On November 12, 2019, BP Midstream Partners LP (the “Partnership”) issued a press release announcing third quarter 2019
earnings. The press release is being furnished as Exhibit 99.1 to this Current Report and is incorporated herein by reference.
The information provided in this Item 2.02 (including the exhibit) shall not be deemed to be “filed” for purposes of Section 18
of the Securities Exchange Act of 1934, as amended (“Exchange Act”), or otherwise subject to the liabilities of that section, and
is not incorporated by reference into any filing under the Securities Act of 1933, as amended (the “Securities Act”), or the
Exchange Act.
Item 7.01 Regulation FD Disclosure.
In addition, on November 12, 2019, the Partnership posted a third quarter 2019 presentation on the Partnership's website at
www.bpmidstreampartners.com. The information furnished in this Item 7.01 shall not be deemed to be “filed” for purposes of
Section 18 of the Exchange Act, or otherwise subject to the liabilities of that section, and is not incorporated by reference into
any filing under the Securities Act or the Exchange Act.

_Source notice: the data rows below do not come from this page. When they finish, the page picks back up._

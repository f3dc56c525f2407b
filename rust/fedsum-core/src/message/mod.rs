//! The control messages exchanged between participants and the coordinator.
//!
//! Every message is a JSON object discriminated by its `methodName` member, the remaining members
//! are camelCase:
//!
//! | `methodName`     | direction        | members                              |
//! |------------------|------------------|--------------------------------------|
//! | `enroll`         | both             | `encodedPublicKey`                   |
//! | `configuration`  | server to client | `numberOfFriends`, `round`           |
//! | `sendPiece`      | relayed          | `from`, `to`, `piece`                |
//! | `sendPartialSum` | client to server | `from`, `partialSum`                 |
//! | `getModel`       | client to server |                                      |
//! | `model`          | server to client | `model: {weightShapes, weightData}`  |
//! | `error`          | server to client | `reason`                             |
//! | `leave`          | server to client | `encodedPublicKey`, `round`          |
//!
//! `round` is the current round of the party. It starts at `0` and grows by one whenever a member
//! leaves. Participants stamp it into every [`SumObject`] they produce, so that pieces and partial
//! sums still in flight from an aborted round can be told apart. A missing `round` means `0`.
//!
//! A `piece` is the [wire form] of an [`Envelope`]. The coordinator relays it verbatim and never
//! looks inside.
//!
//! [wire form]: crate::crypto::Envelope::to_wire
//! [`Envelope`]: crate::crypto::Envelope

use serde::{Deserialize, Serialize};
use thiserror::Error;

use crate::{
    crypto::Envelope,
    model::{ModelWeights, SumObject},
    PublicKeyId,
};

/// The reason sent back for messages which can't be parsed.
pub const PARSE_ERROR_REASON: &str = "Parse Error";

#[derive(Debug, Error)]
/// Errors related to decoding messages.
pub enum MessageError {
    #[error("malformed message: {0}")]
    Parse(#[from] serde_json::Error),
}

#[derive(Debug, Clone, PartialEq, Serialize, Deserialize)]
#[serde(tag = "methodName", rename_all = "camelCase")]
/// A control message.
pub enum Message {
    /// Registers a participant, or announces a new peer to a participant.
    #[serde(rename_all = "camelCase")]
    Enroll { encoded_public_key: PublicKeyId },
    /// Announces the size and the current round of the party the participant was assigned to.
    #[serde(rename_all = "camelCase")]
    Configuration {
        number_of_friends: usize,
        #[serde(default)]
        round: u64,
    },
    /// An encrypted piece for `to`.
    SendPiece {
        from: PublicKeyId,
        to: PublicKeyId,
        piece: String,
    },
    /// The plaintext partial sum of a participant.
    #[serde(rename_all = "camelCase")]
    SendPartialSum {
        from: PublicKeyId,
        partial_sum: SumObject,
    },
    /// Requests the newest model.
    GetModel,
    /// The newest model.
    Model { model: ModelWeights },
    /// The previous message was refused.
    Error { reason: String },
    /// A peer left the party, which entered `round`.
    #[serde(rename_all = "camelCase")]
    Leave {
        encoded_public_key: PublicKeyId,
        #[serde(default)]
        round: u64,
    },
}

impl Message {
    /// Decodes a message from its JSON text.
    ///
    /// # Errors
    /// Fails if the text isn't a well formed message.
    pub fn decode(text: &str) -> Result<Self, MessageError> {
        serde_json::from_str(text).map_err(MessageError::from)
    }

    /// Encodes the message into its JSON text.
    pub fn encode(&self) -> String {
        // the message types only contain strings, numbers and sequences
        serde_json::to_string(self).unwrap_or_default()
    }

    /// Creates a `sendPiece` message carrying an envelope.
    pub fn piece(from: PublicKeyId, to: PublicKeyId, envelope: &Envelope) -> Self {
        Message::SendPiece {
            from,
            to,
            piece: envelope.to_wire(),
        }
    }

    /// Creates the reply to a message which couldn't be parsed.
    pub fn parse_error() -> Self {
        Message::Error {
            reason: PARSE_ERROR_REASON.to_string(),
        }
    }

    /// Whether only the coordinator may send this message.
    pub fn is_server_only(&self) -> bool {
        matches!(
            self,
            Message::Configuration { .. }
                | Message::Model { .. }
                | Message::Error { .. }
                | Message::Leave { .. }
        )
    }

    /// The `methodName` of the message.
    pub fn method_name(&self) -> &'static str {
        match self {
            Message::Enroll { .. } => "enroll",
            Message::Configuration { .. } => "configuration",
            Message::SendPiece { .. } => "sendPiece",
            Message::SendPartialSum { .. } => "sendPartialSum",
            Message::GetModel => "getModel",
            Message::Model { .. } => "model",
            Message::Error { .. } => "error",
            Message::Leave { .. } => "leave",
        }
    }
}

#[cfg(test)]
mod tests {
    use serde_json::json;

    use super::*;

    fn to_json(message: &Message) -> serde_json::Value {
        serde_json::from_str(&message.encode()).unwrap()
    }

    #[test]
    fn test_enroll() {
        let message = Message::Enroll {
            encoded_public_key: "key".to_string(),
        };
        assert_eq!(
            to_json(&message),
            json!({"methodName": "enroll", "encodedPublicKey": "key"})
        );
        assert_eq!(
            Message::decode(r#"{"methodName":"enroll","encodedPublicKey":"key"}"#).unwrap(),
            message
        );
    }

    #[test]
    fn test_configuration() {
        let message = Message::decode(r#"{"methodName":"configuration","numberOfFriends":3}"#)
            .unwrap();
        assert_eq!(
            message,
            Message::Configuration {
                number_of_friends: 3,
                round: 0,
            }
        );
        assert!(message.is_server_only());

        let message = Message::Configuration {
            number_of_friends: 2,
            round: 5,
        };
        assert_eq!(
            to_json(&message),
            json!({"methodName": "configuration", "numberOfFriends": 2, "round": 5})
        );
    }

    #[test]
    fn test_send_piece() {
        let envelope = Envelope {
            wrapped_key: vec![1],
            ciphertext: vec![2],
            iv: vec![3],
        };
        let message = Message::piece("a".to_string(), "b".to_string(), &envelope);
        let json = to_json(&message);
        assert_eq!(json["methodName"], "sendPiece");
        assert_eq!(json["from"], "a");
        assert_eq!(json["to"], "b");

        // the piece is itself JSON text
        let piece = json["piece"].as_str().unwrap();
        assert_eq!(Envelope::from_wire(piece).unwrap(), envelope);
    }

    #[test]
    fn test_send_partial_sum() {
        let text = r#"{
            "methodName": "sendPartialSum",
            "from": "a",
            "partialSum": {"trainedBatches": 30, "modelWeights": [[1.5, 2.5], [3.0]]}
        }"#;
        let message = Message::decode(text).unwrap();
        assert_eq!(
            message,
            Message::SendPartialSum {
                from: "a".to_string(),
                partial_sum: SumObject {
                    trained_batches: 30,
                    model_weights: vec![vec![1.5, 2.5], vec![3.0]],
                    round: 0,
                },
            }
        );
        assert!(!message.is_server_only());
    }

    #[test]
    fn test_get_model() {
        assert_eq!(to_json(&Message::GetModel), json!({"methodName": "getModel"}));
        assert_eq!(
            Message::decode(r#"{"methodName":"getModel"}"#).unwrap(),
            Message::GetModel
        );
    }

    #[test]
    fn test_model() {
        let message = Message::Model {
            model: ModelWeights {
                weight_shapes: vec![vec![2]],
                weight_data: vec![vec![1.0, 1.0]],
            },
        };
        assert_eq!(
            to_json(&message),
            json!({
                "methodName": "model",
                "model": {"weightShapes": [[2]], "weightData": [[1.0, 1.0]]},
            })
        );
    }

    #[test]
    fn test_error_and_leave() {
        assert_eq!(
            to_json(&Message::parse_error()),
            json!({"methodName": "error", "reason": "Parse Error"})
        );
        let leave = Message::Leave {
            encoded_public_key: "a".to_string(),
            round: 1,
        };
        assert_eq!(
            to_json(&leave),
            json!({"methodName": "leave", "encodedPublicKey": "a", "round": 1})
        );
        assert!(leave.is_server_only());
    }

    #[test]
    fn test_decode_invalid() {
        // not json
        assert!(Message::decode("hello").is_err());
        // unknown method
        assert!(Message::decode(r#"{"methodName":"reset"}"#).is_err());
        // missing tag
        assert!(Message::decode(r#"{"encodedPublicKey":"a"}"#).is_err());
        // missing member
        assert!(Message::decode(r#"{"methodName":"sendPiece","from":"a","to":"b"}"#).is_err());
        // wrong member type
        assert!(
            Message::decode(r#"{"methodName":"configuration","numberOfFriends":"three"}"#)
                .is_err()
        );
        assert!(Message::decode(
            r#"{"methodName":"sendPartialSum","from":"a","partialSum":{"trainedBatches":1.5,"modelWeights":[]}}"#
        )
        .is_err());
    }

    #[test]
    fn test_method_name() {
        let message = Message::Error {
            reason: "x".to_string(),
        };
        assert_eq!(to_json(&message)["methodName"], message.method_name());
    }
}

Item 9.01 Financial Statements and Exhibits.
(d) Exhibits.
Number Description
99.1 Press Release dated November 12, 2019 issued by BP Midstream Partners LP
104 Cover Page Interactive Data File - the cover page interactive data file does not appear in the Interactive
Data File because its XBRL tags are embedded within the Inline XBRL document
SIGNATURES
Pursuant to the requirements of the Securities Exchange Act of 1934, the registrant has duly caused this report to be signed on its
behalf by the undersigned hereunto duly authorized.
Date: November 12, 2019 BP MIDSTREAM PARTNERS LP
By: BP MIDSTREAM PARTNERS GP LLC,
its general partner
By: /s/ Hans F. Boas
Hans F. Boas
Chief Legal Counsel and Secretary
FOR IMMEDIATE RELEASE
4
BP Midstream Partners LP (NYSE: BPMP) Exhibit 99.1
BP MIDSTREAM PARTNERS REPORTS THIRD QUARTER 2019 RESULTS
• Delivered strong operational and financial results, with record quarterly throughput on our BP2 pipeline
since IPO.
• Increased Net income attributable to the Partnership by 23% during the quarter, notwithstanding weather
and producer maintenance impacts in the offshore Gulf of Mexico.
• Now expect to be at top end of Cash available for distribution guidance ($165-175 million) for 2019.
• Declared quarterly cash distribution of 33.55 cents per unit for the third quarter of 2019, an increase of
3.6% over the second quarter of 2019.
HOUSTON, November 12, 2019 - BP Midstream Partners LP (“BPMP” or the “Partnership”) today reported financial
results for the third quarter ended September 30, 2019.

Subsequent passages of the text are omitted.